Eventually, the new conditioned responses had been
experienced more than the old in reference to the same stimuli, and slowly began to
supplant them. Over a period of time, my mind adopted an entirely new wet of
"appropriate" conditioned responses.
but a real surprise came when I read an article one day
about the history of elementary school children visiting the old Griffith Park zoo. The
article had pictures of several of the classes from my time in school. I began to look and
see if I could find myself in one of the pictures, and then I stopped, amazed at myself. I
suddenly realized I had been looking for a little girl.
Apparently, in the process of transferring the connection of
stimuli from old Conditioned Responses to new Conditioned Responses, I had also diminished
old memory cues and created new ones as well. From one pathway at least, I had experienced
cue dependent forgetting in my long-term memory, but more startling than that, I had
actually created a new cue pathway to the same memory that altered my understanding of
reality. In a sense, I had rewritten my past.
********************
Synthesis Paper #2
As a transsexual, deciding if and when to tell others about
my past is an area of much concern. In my first job as a woman, I did not share my
background with other employees. I was accepted, but I felt I was lying to them. So at my
next job I was upfront with everyone, but they were cold and stilted. However, I could not
tell if it was their rejection or my insecurity.
This was one of my major reasons for returning to college
after a twenty year absence: to make some new friends as a woman. but just how much could
I loosen up and still keep my secret? As I began to relax and be myself, due to the
effects behind Skinner's "Cyrano" study, any non-typical behavior was accepted
as Opinion Molecules, and did not influence their assessment of my gender. Also, Solomon
Asch's study of conformity came into play as the tendency toward conformity in the social
atmosphere made it unlikely that anyone would mention anything should they suspect. This
was aided by the Fundamental Attribution Error, which led them to assign the causes of any
oddness in my demeanor to my disposition, not my situation.
To test this, I intentionally lowered my voice farther each
day over a one week period in Psychology. I finally saw some curious glances and backed
off to my original level. I had reached a MUCH lower voice than I could have with people
who did not know me. The Primacy Effect in conjunction with Conformance and Attribution
gave me much greater leeway than I would have in a "cold" crowd. These factors
all served to support Familiarity as the second most important factor in short term
relationships, and allowed me to loosen up a bit in my demeanor.
But I still felt incomplete in that I could not share my
first thirty-six years. I determined to discover how important First Impressions truly are
by developing some "test" relationships. I began performing at a local coffee
house some weeks ago until they got to know me. Last night I delivered a five minute
stand-up comedy routine as the "world's first transsexual comedienne." The
reaction was initially one of startled surprise, but then admiration and comraderie. Best
of all, I could be myself and still be accepted. Apparently, the Primacy Effect makes it
better to give people a chance to know you first. In addition, because I no longer look,
sound, or act like a man, the Recency Effect is diminished when I finally do disclose, as
the only Cognitive Dissonance is in their knowledge not their observations.

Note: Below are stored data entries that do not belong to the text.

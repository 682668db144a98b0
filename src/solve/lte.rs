// This Source Code Form is subject to the terms of the Mozilla Public
// License, v. 2.0. If a copy of the MPL was not distributed with this
// file, You can obtain one at http://mozilla.org/MPL/2.0/.

//! LTE initialisation: Boltzmann populations at the local kinetic
//! temperature, used as the iterative solver's starting guess or returned
//! directly in LTE-only mode.

use ndarray::Array2;

use super::Populations;
use crate::grid::Grid;
use crate::moldata::MolData;

impl Populations {
    /// Boltzmann populations at every vertex's kinetic temperature. Sink
    /// vertices carry populations too; their vanishing molecular density is
    /// what keeps them out of the transfer.
    pub fn lte(grid: &Grid, mols: &[MolData]) -> Populations {
        let nvert = grid.vertices.len();
        let species = mols
            .iter()
            .map(|mol| {
                let mut arr = Array2::zeros((nvert, mol.nlev));
                let mut row = vec![0.0; mol.nlev];
                for (iv, v) in grid.vertices.iter().enumerate() {
                    mol.boltzmann(v.t[0].max(f64::MIN_POSITIVE), &mut row);
                    for (il, &p) in row.iter().enumerate() {
                        arr[[iv, il]] = p;
                    }
                }
                arr
            })
            .collect();
        Populations { species }
    }
}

But what about long term relationships with people I want to
have as close friends? By far, the most important factor in a long term relationship is
Self Disclosure. This leads me to believe that eventually sharing my past will not only
free me to express all that I am, but is a prerequisite to any meaningful relationships to
come. Certainly there will be an attrition rate of those who cannot deal with it, but
those who remain will truly be my friends.